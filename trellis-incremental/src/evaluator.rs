//! Parallel evaluation driver
//!
//! [`Evaluator::evaluate`] brings a set of root keys up to date. Pending
//! invalidations are propagated first; then a pool of worker threads drains
//! a shared queue of keys. For each key a worker either verifies that a
//! dirty node is still clean or runs the node's function. Newly requested
//! dependencies become graph edges and are scheduled; a node is scheduled
//! again once every dependency it is waiting on has signaled it.
//!
//! The evaluation ends when the queue drains, or early on a fail-fast
//! error, an internal error or an interrupt. If requested roots are still
//! unfinished once the queue drains, they are stuck on a dependency cycle.

use crate::config::EvaluatorConfig;
use crate::cycle::CycleDetector;
use crate::deps::GroupedDeps;
use crate::env::{EnvOutcome, Environment};
use crate::error::{join_keys, ComputeError, ErrorInfo, EvaluationError, InternalError, NodeError};
use crate::events::{
    EvaluationState, Event, EventSink, NodeState, NullProgressReceiver, ProgressReceiver,
    TracingEventSink,
};
use crate::function::FunctionRegistry;
use crate::graph::{DepsReport, Graph, InMemoryGraph, NodeHandle};
use crate::inconsistency::{Inconsistency, InconsistencyReceiver, LoggingInconsistencyReceiver};
use crate::invalidation::PendingChanges;
use crate::node::{DependencyState, DirtyState};
use crate::result::EvaluationResult;
use crate::scheduler::{InterruptHandle, WorkQueue};
use crate::value::Value;
use hashbrown::HashSet;
use parking_lot::Mutex;
use std::any::Any;
use std::panic::{self, AssertUnwindSafe};
use std::sync::atomic::{AtomicBool, Ordering};
use std::sync::Arc;
use tracing::{debug, error, info, trace, warn};
use trellis_types::{Key, Version};

/// Incremental evaluator over a persistent graph
///
/// The graph survives across calls to [`evaluate`](Self::evaluate); nodes
/// whose transitive inputs did not change are not recomputed.
#[derive(Debug)]
pub struct Evaluator {
    graph: Arc<dyn Graph>,
    registry: FunctionRegistry,
    config: EvaluatorConfig,
    last_version: Version,
    pending: PendingChanges,
    event_sink: Arc<dyn EventSink>,
    progress: Arc<dyn ProgressReceiver>,
    inconsistency: Arc<dyn InconsistencyReceiver>,
    interrupt: InterruptHandle,
}

impl Evaluator {
    /// Create an evaluator over an empty in-memory graph
    pub fn new(registry: FunctionRegistry) -> Self {
        Evaluator {
            graph: Arc::new(InMemoryGraph::new()),
            registry,
            config: EvaluatorConfig::default(),
            last_version: Version::MINIMAL,
            pending: PendingChanges::default(),
            event_sink: Arc::new(TracingEventSink),
            progress: Arc::new(NullProgressReceiver),
            inconsistency: Arc::new(LoggingInconsistencyReceiver),
            interrupt: InterruptHandle::new(),
        }
    }

    /// Evaluate over `graph` instead of a fresh in-memory graph
    pub fn with_graph(mut self, graph: Arc<dyn Graph>) -> Self {
        self.graph = graph;
        self
    }

    /// Replace the default configuration
    pub fn with_config(mut self, config: EvaluatorConfig) -> Self {
        self.config = config;
        self
    }

    /// Deliver node events to `sink` instead of `tracing`
    pub fn with_event_sink(mut self, sink: Arc<dyn EventSink>) -> Self {
        self.event_sink = sink;
        self
    }

    /// Report evaluation progress to `progress`
    pub fn with_progress_receiver(mut self, progress: Arc<dyn ProgressReceiver>) -> Self {
        self.progress = progress;
        self
    }

    /// Decide how graph inconsistencies are handled; they are logged and
    /// tolerated by default
    pub fn with_inconsistency_receiver(mut self, receiver: Arc<dyn InconsistencyReceiver>) -> Self {
        self.inconsistency = receiver;
        self
    }

    /// Graph shared by every evaluation
    pub fn graph(&self) -> &Arc<dyn Graph> {
        &self.graph
    }

    /// Active configuration
    pub fn config(&self) -> &EvaluatorConfig {
        &self.config
    }

    /// Version of the last evaluation
    pub fn version(&self) -> Version {
        self.last_version
    }

    /// Handle that interrupts the running (or next) evaluation
    pub fn interrupt_handle(&self) -> InterruptHandle {
        self.interrupt.clone()
    }

    /// Mark `keys` as changed. Their values are recomputed, and their
    /// dependents re-checked, by the next evaluation.
    pub fn invalidate(&mut self, keys: impl IntoIterator<Item = Key>) {
        self.pending.invalidate(keys);
    }

    /// Set the value of `key` directly, starting with the next evaluation.
    ///
    /// Dependents are re-checked even if the value is unchanged.
    pub fn inject(&mut self, key: Key, value: Value) {
        self.pending.inject(key, value);
    }

    /// Bring `roots` up to date.
    ///
    /// With `keep_going` off, the first node error ends the evaluation and
    /// is reported for every root waiting on it. With it on, errors only
    /// reach the nodes that read them, unless an error is catastrophic.
    pub fn evaluate(
        &mut self,
        roots: &[Key],
        keep_going: bool,
    ) -> Result<EvaluationResult, EvaluationError> {
        let version = self.last_version.next();
        self.last_version = version;
        info!(%version, roots = roots.len(), keep_going, "starting evaluation");

        self.pending
            .inject(Key::error_transience(), Value::new(version.0));
        self.pending
            .propagate(self.graph.as_ref(), version, self.progress.as_ref());

        let context = EvaluationContext {
            graph: self.graph.as_ref(),
            registry: &self.registry,
            config: &self.config,
            event_sink: self.event_sink.as_ref(),
            progress: self.progress.as_ref(),
            inconsistency: self.inconsistency.as_ref(),
            interrupt: &self.interrupt,
            version,
            keep_going,
            queue: WorkQueue::new(),
            held_error: Mutex::new(None),
            crash: Mutex::new(None),
            interrupted: AtomicBool::new(false),
            started: Mutex::new(HashSet::new()),
        };
        let result = context.run(roots);
        match &result {
            Ok(result) => info!(
                %version,
                values = result.values().len(),
                errors = result.errors().len(),
                "evaluation finished"
            ),
            Err(err) => info!(%version, %err, "evaluation did not finish"),
        }
        result
    }
}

= Task to complete =
From the line that has "by the next evaluation." through the line that has "on, errors only", copy every line exactly as it appears above, and leave out all others.

= Solution to this problem =
    /// dependents re-checked, by the next evaluation.
    pub fn invalidate(&mut self, keys: impl IntoIterator<Item = Key>) {
        self.pending.invalidate(keys);
    }

    /// Set the value of `key` directly, starting with the next evaluation.
    ///
    /// Dependents are re-checked even if the value is unchanged.
    pub fn inject(&mut self, key: Key, value: Value) {
        self.pending.inject(key, value);
    }

    /// Bring `roots` up to date.
    ///
    /// With `keep_going` off, the first node error ends the evaluation and
    /// is reported for every root waiting on it. With it on, errors only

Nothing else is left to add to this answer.